### Task statement
Your answer is to be every line of the material that includes the string "false".

The data Start Marker

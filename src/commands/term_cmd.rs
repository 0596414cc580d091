//! Commands for Term operations
//!
//! Term CRUD, search and lookup. Writes require a signed-in session.

use log::{error, info};

use crate::domain::{DomainError, Term, TermCard};
use crate::form::TermForm;
use crate::notify::Notification;
use crate::ranking::sort_translations;
use crate::search::{encode_slug, exact_match, SearchOutcome};
use crate::AppState;

fn require_write(state: &AppState) -> Result<(), String> {
    if state.session.can_write() {
        return Ok(());
    }
    let err = DomainError::PermissionDenied("Sign in to edit terms".to_string());
    state.notifier.notify(Notification::error("Sign in to edit terms."));
    Err(err.to_string())
}

/// Create or update a term from the form, replacing its translations
pub async fn save_term(state: &AppState, form: &TermForm) -> Result<Term, String> {
    require_write(state)?;
    let valid = form.validate().map_err(|e| {
        state.notifier.notify(Notification::error(e.to_string()));
        e.to_string()
    })?;

    let result = async {
        let term = match form.term_id() {
            Some(_) => {
                let term = state.terms.update(&valid.term).await?;
                state.translations.delete_items_for_parent(term.id).await?;
                term
            }
            None => state.terms.create(&valid.term).await?,
        };
        state.translations.insert_items(term.id, &valid.translations).await?;
        Ok::<_, DomainError>(term)
    }
    .await;

    match result {
        Ok(term) => {
            info!("Saved term {} with {} translations", term.id, valid.translations.len());
            state.notifier.notify(Notification::success(format!("Saved \"{}\".", term.name)));
            Ok(term)
        }
        Err(e) => {
            error!("Saving term '{}' failed: {}", valid.term.name, e);
            state.notifier.notify(Notification::error("Could not save the term."));
            Err(e.to_string())
        }
    }
}

/// Get a term with its ranked translations
pub async fn get_term(state: &AppState, id: i64) -> Result<Option<TermCard>, String> {
    let term = match state.terms.find_by_id(id).await.map_err(|e| e.to_string())? {
        Some(term) => term,
        None => return Ok(None),
    };
    let mut translations = state
        .translations
        .fetch_ranked_items(id)
        .await
        .map_err(|e| e.to_string())?;
    sort_translations(&mut translations);
    Ok(Some(TermCard { term, translations }))
}

/// All terms, newest first
pub async fn list_terms(state: &AppState) -> Result<Vec<Term>, String> {
    state.terms.list().await.map_err(|e| e.to_string())
}

/// Delete a term and its translations
pub async fn delete_term(state: &AppState, id: i64) -> Result<(), String> {
    require_write(state)?;
    match state.terms.delete(id).await {
        Ok(()) => {
            info!("Deleted term {}", id);
            state.notifier.notify(Notification::success("Term deleted."));
            Ok(())
        }
        Err(e) => {
            error!("Deleting term {} failed: {}", id, e);
            state.notifier.notify(Notification::error("Could not delete the term."));
            Err(e.to_string())
        }
    }
}

/// Debounced search; `None` when a newer query superseded this one
pub async fn search_terms(state: &AppState, query: &str) -> Result<Option<Vec<TermCard>>, String> {
    match state.search.submit(query).await {
        SearchOutcome::Results(cards) | SearchOutcome::Initial(cards) => Ok(Some(cards)),
        SearchOutcome::Superseded => Ok(None),
        SearchOutcome::Failed(e) => {
            state.notifier.notify(Notification::error("Search failed."));
            Err(e.to_string())
        }
    }
}

/// Enter in the search box: slug of the listed term named exactly `query`.
/// Without one, the user is told to pick from the list instead.
pub fn open_exact_match(state: &AppState, query: &str, results: &[TermCard]) -> Result<Option<String>, String> {
    if query.trim().is_empty() {
        return Ok(None);
    }
    match exact_match(results, query) {
        Some(card) => Ok(Some(encode_slug(&card.term.name))),
        None => {
            state.notifier.notify(Notification::info(
                "Pick a term from the list or type its exact name.",
            ));
            Ok(None)
        }
    }
}

/// Terms whose name or alias equals the (possibly percent-encoded) slug
pub async fn lookup_term(state: &AppState, slug: &str) -> Result<Vec<TermCard>, String> {
    state.search.lookup(slug).await.map_err(|e| e.to_string())
}
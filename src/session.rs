//! Auth Session
//!
//! An explicit session handle passed to every component that gates writes.
//! Components subscribe while mounted; dropping the subscription
//! unsubscribes.

use serde::{Deserialize, Serialize};
use std::sync::Arc;
use tokio::sync::watch;

/// Credentials issued by the auth provider
#[derive(Debug, Clone, PartialEq, Eq, Serialize, Deserialize)]
pub struct AuthSession {
    pub user_id: String,
    pub email: Option<String>,
    pub access_token: String,
    /// Expiry, unix seconds
    pub expires_at: Option<i64>,
}

impl AuthSession {
    pub fn new(user_id: impl Into<String>, access_token: impl Into<String>) -> Self {
        Self {
            user_id: user_id.into(),
            email: None,
            access_token: access_token.into(),
            expires_at: None,
        }
    }

    pub fn expiring_at(mut self, expires_at: i64) -> Self {
        self.expires_at = Some(expires_at);
        self
    }

    pub fn is_expired(&self, now: i64) -> bool {
        self.expires_at.map_or(false, |at| at <= now)
    }
}

/// Shared, cloneable session handle
#[derive(Clone)]
pub struct Session {
    tx: Arc<watch::Sender<Option<AuthSession>>>,
}

impl Session {
    pub fn signed_out() -> Self {
        let (tx, _) = watch::channel(None);
        Self { tx: Arc::new(tx) }
    }

    pub fn signed_in(auth: AuthSession) -> Self {
        let session = Self::signed_out();
        session.sign_in(auth);
        session
    }

    pub fn sign_in(&self, auth: AuthSession) {
        log::info!("Signed in as {}", auth.user_id);
        self.tx.send_replace(Some(auth));
    }

    pub fn sign_out(&self) {
        if self.tx.send_replace(None).is_some() {
            log::info!("Signed out");
        }
    }

    pub fn current(&self) -> Option<AuthSession> {
        self.tx.borrow().clone()
    }

    /// True while signed in with an unexpired session
    pub fn can_write(&self) -> bool {
        let now = chrono::Utc::now().timestamp();
        self.tx
            .borrow()
            .as_ref()
            .map_or(false, |auth| !auth.is_expired(now))
    }

    pub fn access_token(&self) -> Option<String> {
        self.tx.borrow().as_ref().map(|auth| auth.access_token.clone())
    }

    pub fn subscribe(&self) -> SessionSubscription {
        SessionSubscription {
            rx: self.tx.subscribe(),
        }
    }

    pub fn subscriber_count(&self) -> usize {
        self.tx.receiver_count()
    }
}

impl std::fmt::Debug for Session {
    fn fmt(&self, f: &mut std::fmt::Formatter<'_>) -> std::fmt::Result {
        f.debug_struct("Session")
            .field("user", &self.current().map(|a| a.user_id))
            .finish()
    }
}

/// Live view of auth changes, held for the lifetime of a mounted component
pub struct SessionSubscription {
    rx: watch::Receiver<Option<AuthSession>>,
}

impl SessionSubscription {
    pub fn current(&self) -> Option<AuthSession> {
        self.rx.borrow().clone()
    }

    /// Wait for the next auth change. `None` once every session handle is gone.
    pub async fn changed(&mut self) -> Option<Option<AuthSession>> {
        self.rx.changed().await.ok()?;
        Some(self.rx.borrow_and_update().clone())
    }

    pub fn unsubscribe(self) {}
}

#[cfg(test)]
mod tests {
    use super::*;

    #[test]
    fn test_signed_out_cannot_write() {
        let session = Session::signed_out();
        assert!(!session.can_write());
        assert!(session.access_token().is_none());
    }

    #[test]
    fn test_expired_session_cannot_write() {
        let past = chrono::Utc::now().timestamp() - 60;
        let session = Session::signed_in(AuthSession::new("u", "t").expiring_at(past));
        assert!(session.current().is_some());
        assert!(!session.can_write());

        let future = chrono::Utc::now().timestamp() + 3600;
        session.sign_in(AuthSession::new("u", "t2").expiring_at(future));
        assert!(session.can_write());
        assert_eq!(session.access_token().as_deref(), Some("t2"));
    }

    #[test]
    fn test_unsubscribe_on_drop() {
        let session = Session::signed_out();
        let a = session.subscribe();
        let b = session.subscribe();
        assert_eq!(session.subscriber_count(), 2);
        drop(a);
        b.unsubscribe();
        assert_eq!(session.subscriber_count(), 0);
    }

    #[tokio::test]
    async fn test_subscription_sees_changes() {
        let session = Session::signed_out();
        let mut sub = session.subscribe();
        let handle = session.clone();
        tokio::spawn(async move {
            handle.sign_in(AuthSession::new("editor", "token"));
        });
        let change = sub.changed().await.unwrap();
        assert_eq!(change.unwrap().user_id, "editor");
        assert!(sub.current().is_some());

        session.sign_out();
        assert_eq!(sub.changed().await, Some(None));
    }
}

The data End Marker

### Response below
        self.expires_at.map_or(false, |at| at <= now)
            .map_or(false, |auth| !auth.is_expired(now))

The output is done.